Data Profiling:
Data profiling is a technique used to analyze the structure of source data.
Content of source data and quality of source data.
By using the Data Profiling task, we can
• Analyze the source data more effectively by validating business rules
on source data.
• For better understand the structure of source data.
• Prevent data quality problems before they are introduced into the data
warehouse.
Data quality is important to every business.
Defining the metrics for data quality can be difficult, because they
are specific to the domain or specific to the application or specific to the
business. One common approach to defining data quality is data profiling.
Data Profiling Warehouse:
The Data Profiling warehouse is a set of tables that stores the results
which are generated from profile sessions. You can create a Data Profiling
warehouse on any relational database that PowerCenter supports as a source or
target database. Create a Data Profiling warehouse for each PowerCenter
repository you want to store data profiles in.
Data Profiling Process
The following steps describe the data profiling process:
1. Create a data profile. Use the Profile Wizard in the Designer to create a
data profile based on a source definition and a set of functions. The
Profile Wizard generates a mapping and a session based on criteria that
you provide.
2. Run the profile session. You can choose to run the profile session when
Page1
you finish the Profile Wizard, or you can run it from the Profile Manager.
The Integration Service runs the session and loads the profile results to
the Data Profiling warehouse.
3. View the reports. View the Data Profiling report associated with the
profile session. Based on the type of profile report, you can view reports
from the Profile Manager or from Data Analyzer.
Steps for Profiling Source Data
1. Create a data profile.
2. Run a profile session.
3. View profile reports.
1. Create a Data Profile
To profile source data, you create a data profile based on a source or
Mapplet in the repository. Data profiles contain functions that perform
calculations on the source data. For example, you can use a function to
validate business rules in a data profile. You can apply profile functions to
a column within a source, to a single source, or to multiple sources.

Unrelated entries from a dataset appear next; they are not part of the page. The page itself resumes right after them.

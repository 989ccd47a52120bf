//! rust-spflow: control-flow graphs for SQL Server stored procedures
//!
//! This library reads the T-SQL text of a stored procedure and extracts a
//! best-effort chain of steps (parameters, SELECT/INSERT/UPDATE/DELETE,
//! IF/ELSE, RETURN) with the tables each one touches, then turns that chain
//! into a node/edge graph or a Mermaid flowchart for visualization.
//!
//! Parsing is heuristic and never fails: malformed SQL yields fewer steps.

pub mod error;
pub mod model;
pub mod parser;
pub mod render;
pub mod scan;
pub mod source;
mod util;

use serde::{Deserialize, Serialize};
use tracing::debug;

pub use error::SpFlowError;
pub use model::{build_flow_graph, FlowEdge, FlowGraph, FlowNode, FlowStep, StepType};
pub use parser::parse_sql_flow;
pub use render::{layout_graph, render_mermaid, LayoutConfig};

/// Name used when neither the caller nor the SQL header provides one
pub const DEFAULT_PROCEDURE_NAME: &str = "procedure";

/// Request envelope: procedure SQL plus its name
#[derive(Debug, Clone, PartialEq, Eq, Serialize, Deserialize)]
pub struct FlowRequest {
    pub sql: String,
    #[serde(rename = "spName", default)]
    pub sp_name: String,
}

/// Steps and laid-out graph for one procedure
#[derive(Debug, Clone, PartialEq, Serialize, Deserialize)]
pub struct FlowResponse {
    pub steps: Vec<FlowStep>,
    pub nodes: Vec<FlowNode>,
    pub edges: Vec<FlowEdge>,
}

/// Name to label a procedure with: the given name, else the unqualified
/// header name, else [`DEFAULT_PROCEDURE_NAME`].
pub fn resolve_procedure_name(sql: &str, given: Option<&str>) -> String {
    if let Some(name) = given.map(str::trim).filter(|n| !n.is_empty()) {
        return name.to_string();
    }
    parser::procedure_name(&parser::strip_comments(sql))
        .map(|name| parser::unqualified_name(&name))
        .filter(|name| !name.is_empty())
        .unwrap_or_else(|| DEFAULT_PROCEDURE_NAME.to_string())
}

/// Parse, build and lay out the flow for a request.
///
/// Never fails; SQL that cannot be read as a procedure produces just the
/// Start and End nodes.
pub fn generate_flow(request: &FlowRequest, layout: &LayoutConfig) -> FlowResponse {
    let name = resolve_procedure_name(&request.sql, Some(&request.sp_name));
    let steps = parse_sql_flow(&request.sql);
    if steps.is_empty() {
        debug!(procedure = %name, "no steps found, flow is Start -> End only");
    }

    let mut graph = build_flow_graph(&steps, &name);
    layout_graph(&mut graph, layout);

    FlowResponse {
        steps,
        nodes: graph.nodes,
        edges: graph.edges,
    }
}

/// JSON `{ "sql", "spName" }` in, JSON `{ "steps", "nodes", "edges" }` out.
pub fn generate_flow_json(request_json: &str, layout: &LayoutConfig) -> Result<String, SpFlowError> {
    let request: FlowRequest =
        serde_json::from_str(request_json).map_err(|source| SpFlowError::InvalidRequest {
            message: source.to_string(),
            source,
        })?;
    let response = generate_flow(&request, layout);
    Ok(serde_json::to_string(&response)?)
}
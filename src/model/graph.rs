//! Flow graph types consumed by a rendering layer
//!
//! Field names serialize to the shape node/edge renderers expect
//! (`subLabel`, `type`).

use serde::{Deserialize, Serialize};

/// Rendering category of a node
#[derive(Debug, Clone, Copy, PartialEq, Eq, Serialize, Deserialize)]
#[serde(rename_all = "lowercase")]
pub enum NodeKind {
    /// A flow step
    Custom,
    /// A table attached to a step
    Table,
    /// Start / End
    Special,
}

#[derive(Debug, Clone, Copy, PartialEq, Default, Serialize, Deserialize)]
pub struct Position {
    pub x: f64,
    pub y: f64,
}

impl Position {
    pub fn new(x: f64, y: f64) -> Self {
        Self { x, y }
    }
}

#[derive(Debug, Clone, PartialEq, Serialize, Deserialize)]
pub struct NodeData {
    pub label: String,
    #[serde(rename = "subLabel", default, skip_serializing_if = "Option::is_none")]
    pub sub_label: Option<String>,
    /// Step type name, or `start` / `end` / `table`
    #[serde(rename = "type")]
    pub node_type: String,
    #[serde(default, skip_serializing_if = "Option::is_none")]
    pub tables: Option<Vec<String>>,
}

#[derive(Debug, Clone, PartialEq, Serialize, Deserialize)]
pub struct FlowNode {
    pub id: String,
    #[serde(rename = "type")]
    pub kind: NodeKind,
    pub data: NodeData,
    /// Placeholder until a layout pass runs
    pub position: Position,
}

#[derive(Debug, Clone, PartialEq, Eq, Serialize, Deserialize)]
pub struct FlowEdge {
    pub id: String,
    pub source: String,
    pub target: String,
    #[serde(default, skip_serializing_if = "Option::is_none")]
    pub animated: Option<bool>,
}

impl FlowEdge {
    pub fn new(
        id: impl Into<String>,
        source: impl Into<String>,
        target: impl Into<String>,
        animated: bool,
    ) -> Self {
        Self {
            id: id.into(),
            source: source.into(),
            target: target.into(),
            animated: Some(animated),
        }
    }
}

/// Nodes and edges of one procedure's flow
#[derive(Debug, Clone, PartialEq, Default, Serialize, Deserialize)]
pub struct FlowGraph {
    pub nodes: Vec<FlowNode>,
    pub edges: Vec<FlowEdge>,
}

impl FlowGraph {
    pub fn node(&self, id: &str) -> Option<&FlowNode> {
        self.nodes.iter().find(|n| n.id == id)
    }

    /// Edges leaving `id`, in insertion order
    pub fn outgoing<'a>(&'a self, id: &'a str) -> impl Iterator<Item = &'a FlowEdge> + 'a {
        self.edges.iter().filter(move |e| e.source == id)
    }
}
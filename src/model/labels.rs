//! Human-readable labels for flow steps
//!
//! The phrases are Spanish, matching the dashboards these graphs are drawn
//! in. Labels are presentation only and never persisted.

use std::sync::LazyLock;

use regex::Regex;

use super::step::{FlowStep, StepType};
use crate::parser::strip_brackets;
use crate::util::{collapse_whitespace, contains_ci, truncate_with_ellipsis};

/// Longest fallback label, in characters, before `...`
pub const MAX_LABEL_CHARS: usize = 70;

static SELECT_FROM_RE: LazyLock<Regex> =
    LazyLock::new(|| Regex::new(r"(?i)\bFROM\s+([\w.\[\]]+)").unwrap());
static INSERT_INTO_RE: LazyLock<Regex> =
    LazyLock::new(|| Regex::new(r"(?i)\bINSERT\s+INTO\s+([\w.\[\]]+)").unwrap());
static UPDATE_RE: LazyLock<Regex> =
    LazyLock::new(|| Regex::new(r"(?i)\bUPDATE\s+([\w.\[\]]+)").unwrap());
static DELETE_RE: LazyLock<Regex> =
    LazyLock::new(|| Regex::new(r"(?i)\bDELETE\s+(?:FROM\s+)?([\w.\[\]]+)").unwrap());

/// Category heading for a step node
pub fn category_label(step_type: StepType) -> &'static str {
    match step_type {
        StepType::Params => "Parámetros de Entrada",
        StepType::Select => "Extracción de Datos",
        StepType::Insert => "Proceso de Inserción",
        StepType::Update => "Actualización de Registros",
        StepType::Delete => "Eliminación de Datos",
        StepType::If => "Validación de Regla",
        StepType::Else => "Ruta Alternativa",
        StepType::Return => "Resultado Final",
    }
}

/// First table captured by `re` in `content`, brackets stripped
pub(crate) fn first_table(re: &Regex, content: &str) -> Option<String> {
    re.captures(content)
        .and_then(|caps| caps.get(1))
        .map(|m| strip_brackets(m.as_str()))
        .filter(|t| !t.is_empty())
}

pub(crate) fn insert_target(content: &str) -> Option<String> {
    first_table(&INSERT_INTO_RE, content)
}

pub(crate) fn update_target(content: &str) -> Option<String> {
    first_table(&UPDATE_RE, content)
}

pub(crate) fn delete_target(content: &str) -> Option<String> {
    first_table(&DELETE_RE, content)
}

/// Short phrase describing what a step does.
///
/// Data-manipulation steps are named after their primary table; lookups in
/// procedures whose name mentions SEEK or GET read as "Consultar datos de".
/// Anything else falls back to the first 70 characters of the SQL.
pub fn business_label(step: &FlowStep, procedure_name: &str) -> String {
    let content = collapse_whitespace(&step.content);

    let label = match step.step_type {
        StepType::Select => Some(select_label(&content, procedure_name)),
        StepType::Insert => insert_target(&content).map(|t| format!("Registrar en {t}")),
        StepType::Update => update_target(&content).map(|t| format!("Actualizar {t}")),
        StepType::Delete => delete_target(&content).map(|t| format!("Borrar de {t}")),
        _ => None,
    };

    label.unwrap_or_else(|| truncate_with_ellipsis(&content, MAX_LABEL_CHARS))
}

fn select_label(content: &str, procedure_name: &str) -> String {
    match first_table(&SELECT_FROM_RE, content) {
        Some(table) if is_lookup_procedure(procedure_name) => format!("Consultar datos de {table}"),
        Some(table) => format!("Obtener de {table}"),
        None => "Consulta de Información".to_string(),
    }
}

fn is_lookup_procedure(procedure_name: &str) -> bool {
    contains_ci(procedure_name, "SEEK") || contains_ci(procedure_name, "GET")
}
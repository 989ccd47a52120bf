//! Flow data model: steps, graph, labels and graph construction

mod builder;
mod graph;
mod labels;
mod step;

pub use builder::{build_flow_graph, END_NODE_ID, START_NODE_ID};
pub use graph::{FlowEdge, FlowGraph, FlowNode, NodeData, NodeKind, Position};
pub use labels::{business_label, category_label, MAX_LABEL_CHARS};
pub(crate) use labels::{delete_target, insert_target, update_target};
pub use step::{FlowStep, StepType};
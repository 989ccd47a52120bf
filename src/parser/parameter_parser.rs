//! Procedure header parsing
//!
//! Locates the `CREATE PROCEDURE` header and pulls out the procedure name and
//! the declared parameter names. Data types, defaults and OUTPUT markers are
//! not interpreted: only the leading `@name` of each comma-separated fragment
//! matters for the flow.
//!
//! ## Supported Syntax
//!
//! ```sql
//! CREATE PROCEDURE [schema].[name] AS ...
//! CREATE PROC [schema].[name] @p1 INT, @p2 VARCHAR(10) = NULL OUTPUT AS ...
//! CREATE OR ALTER PROCEDURE name (@p1 INT, @p2 INT) AS ...
//! ```

use std::sync::LazyLock;

use regex::Regex;

use super::identifier_utils::strip_brackets;

/// `CREATE [OR ALTER] PROC[EDURE] <name> <param-block> AS`, first occurrence.
///
/// The parameter block is the shortest run of text before a whitespace-led
/// `AS`, so it may be empty and never swallows an `AS` alias from the body.
static PROCEDURE_HEADER_RE: LazyLock<Regex> = LazyLock::new(|| {
    Regex::new(
        r"(?is)\bCREATE\s+(?:OR\s+ALTER\s+)?PROC(?:EDURE)?\s+([\w.\[\]]+)(.*?)\s+AS\b",
    )
    .unwrap()
});

/// Header fields of a procedure definition
#[derive(Debug, Clone, Default, PartialEq, Eq)]
pub struct ProcedureHeader {
    /// Qualified name with brackets stripped, e.g. `dbo.GetUsers`
    pub name: String,
    /// Parameter names including the `@` prefix, in declaration order
    pub parameters: Vec<String>,
}

/// Parse the procedure header, if the text contains one.
pub fn parse_procedure_header(sql: &str) -> Option<ProcedureHeader> {
    let caps = PROCEDURE_HEADER_RE.captures(sql)?;
    let name = caps.get(1).map(|m| strip_brackets(m.as_str()))?;
    let block = caps.get(2).map(|m| m.as_str().trim()).unwrap_or("");

    Some(ProcedureHeader {
        name,
        parameters: split_parameter_names(block),
    })
}

/// Parameter names declared in the procedure header.
///
/// Empty when there is no header or the procedure takes no parameters.
pub fn extract_parameter_names(sql: &str) -> Vec<String> {
    parse_procedure_header(sql)
        .map(|header| header.parameters)
        .unwrap_or_default()
}

/// Qualified procedure name from the header, brackets stripped.
pub fn procedure_name(sql: &str) -> Option<String> {
    parse_procedure_header(sql).map(|header| header.name)
}

/// Split a raw parameter block into `@name` tokens.
///
/// The first whitespace-delimited token of each comma fragment is kept when
/// it starts with `@`. An opening parenthesis (parenthesized parameter list)
/// is ignored.
fn split_parameter_names(block: &str) -> Vec<String> {
    if block.is_empty() {
        return Vec::new();
    }

    block
        .split(',')
        .filter_map(|fragment| {
            let token = fragment
                .trim()
                .trim_start_matches('(')
                .split_whitespace()
                .next()?;
            // `@p INT)` in a parenthesized list can end up as `@p)` when no type follows
            let token = token.trim_end_matches(')');
            token.starts_with('@').then(|| token.to_string())
        })
        .collect()
}
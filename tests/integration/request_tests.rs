//! End-to-end tests for the JSON request API

use pretty_assertions::assert_eq;
use rust_spflow::{generate_flow, generate_flow_json, FlowRequest, FlowResponse, LayoutConfig};
use serde_json::{json, Value};

use crate::common::procedure_sql;

#[test]
fn test_request_json_round_trip() {
    let request = json!({
        "sql": procedure_sql("WEB_Seek_Cliente.sql"),
        "spName": "WEB_Seek_Cliente"
    })
    .to_string();

    let response = generate_flow_json(&request, &LayoutConfig::default()).unwrap();
    let value: Value = serde_json::from_str(&response).unwrap();

    assert_eq!(value["steps"].as_array().unwrap().len(), 2);
    assert_eq!(value["nodes"][0]["data"]["subLabel"], "WEB_Seek_Cliente");
    assert_eq!(value["nodes"][2]["data"]["subLabel"], "Consultar datos de dbo.Cliente");
    assert_eq!(value["nodes"].as_array().unwrap().len(), 2 + 2 + 2);
    assert_eq!(value["edges"].as_array().unwrap().len(), 1 + 1 + 2 + 1);
}

#[test]
fn test_request_without_name_uses_header() {
    let request = FlowRequest {
        sql: procedure_sql("usp_ProcessOrder.sql"),
        sp_name: String::new(),
    };
    let response = generate_flow(&request, &LayoutConfig::default());
    assert_eq!(
        response.nodes[0].data.sub_label.as_deref(),
        Some("usp_ProcessOrder")
    );
}

#[test]
fn test_request_missing_name_field_is_accepted() {
    let response = generate_flow_json(r#"{"sql": ""}"#, &LayoutConfig::default()).unwrap();
    let parsed: FlowResponse = serde_json::from_str(&response).unwrap();
    assert!(parsed.steps.is_empty());
    assert_eq!(parsed.nodes.len(), 2);
    assert_eq!(parsed.edges[0].source, "start");
    assert_eq!(parsed.edges[0].target, "end");
}

#[test]
fn test_request_with_garbage_sql_still_answers() {
    let request = json!({ "sql": "AS AS AS )))((( BEGIN", "spName": "x" }).to_string();
    let response = generate_flow_json(&request, &LayoutConfig::default()).unwrap();
    let parsed: FlowResponse = serde_json::from_str(&response).unwrap();
    assert!(parsed.steps.is_empty());
}

#[test]
fn test_invalid_request_reports_error() {
    let err = generate_flow_json(r#"{"spName": "x"}"#, &LayoutConfig::default()).unwrap_err();
    assert!(err.to_string().starts_with("Invalid flow request"));
}

#[test]
fn test_response_positions_are_laid_out() {
    let request = FlowRequest {
        sql: procedure_sql("nested/usp_ReportTotals.sql"),
        sp_name: "usp_ReportTotals".to_string(),
    };
    let response = generate_flow(&request, &LayoutConfig::default());

    // the builder's placeholder for Start is (0, 0); layout moves it to a top-left corner
    let start = &response.nodes[0];
    assert_eq!((start.position.x, start.position.y), (-125.0, -40.0));
}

You can create the following types of data profiles:
Auto profile: Contains a predefined set of functions for profiling
source data. Use an auto profile during mapping development to learn more
about source data.
Creating an Auto Profile
Create an auto profile to learn more about source data or mapplet output data
during mapping development. When you create an auto profile, the Designer
creates a data profile with the following functions:
Aggregate functions: Calculates an aggregate value for numeric or
string values in a column. Use aggregate functions to count null values,
determine average values, determine minimum or maximum values, and minimum
and maximum length for strings values.
Candidate Key Evaluation: Calculates the number and percentage
of unique values in one or more source columns.
Distinct Value Count: Returns the number of distinct values for the
column. You can configure the auto profile to load verbose data to the Data
Profiling warehouse.
Domain Inference: Reads all values in a column and infers a pattern
that fits the data. You can configure the Profile Wizard to filter the Domain
Inference results.
Redundancy Evaluation: Calculates the number of duplicate
values in one or more source columns.
Row Count: Counts the number of rows read from the source during the
profile session. When you create a data profile that uses the Row Count
function with data samples, the Row Count function estimates the total row
count.
Custom profile: A data profile you define with the functions you need
to profile source data. Use a custom profile during mapping development to
Page1
validate documented business rules about the source data. You can also use a
custom profile to monitor data quality or validate the results of BI reports.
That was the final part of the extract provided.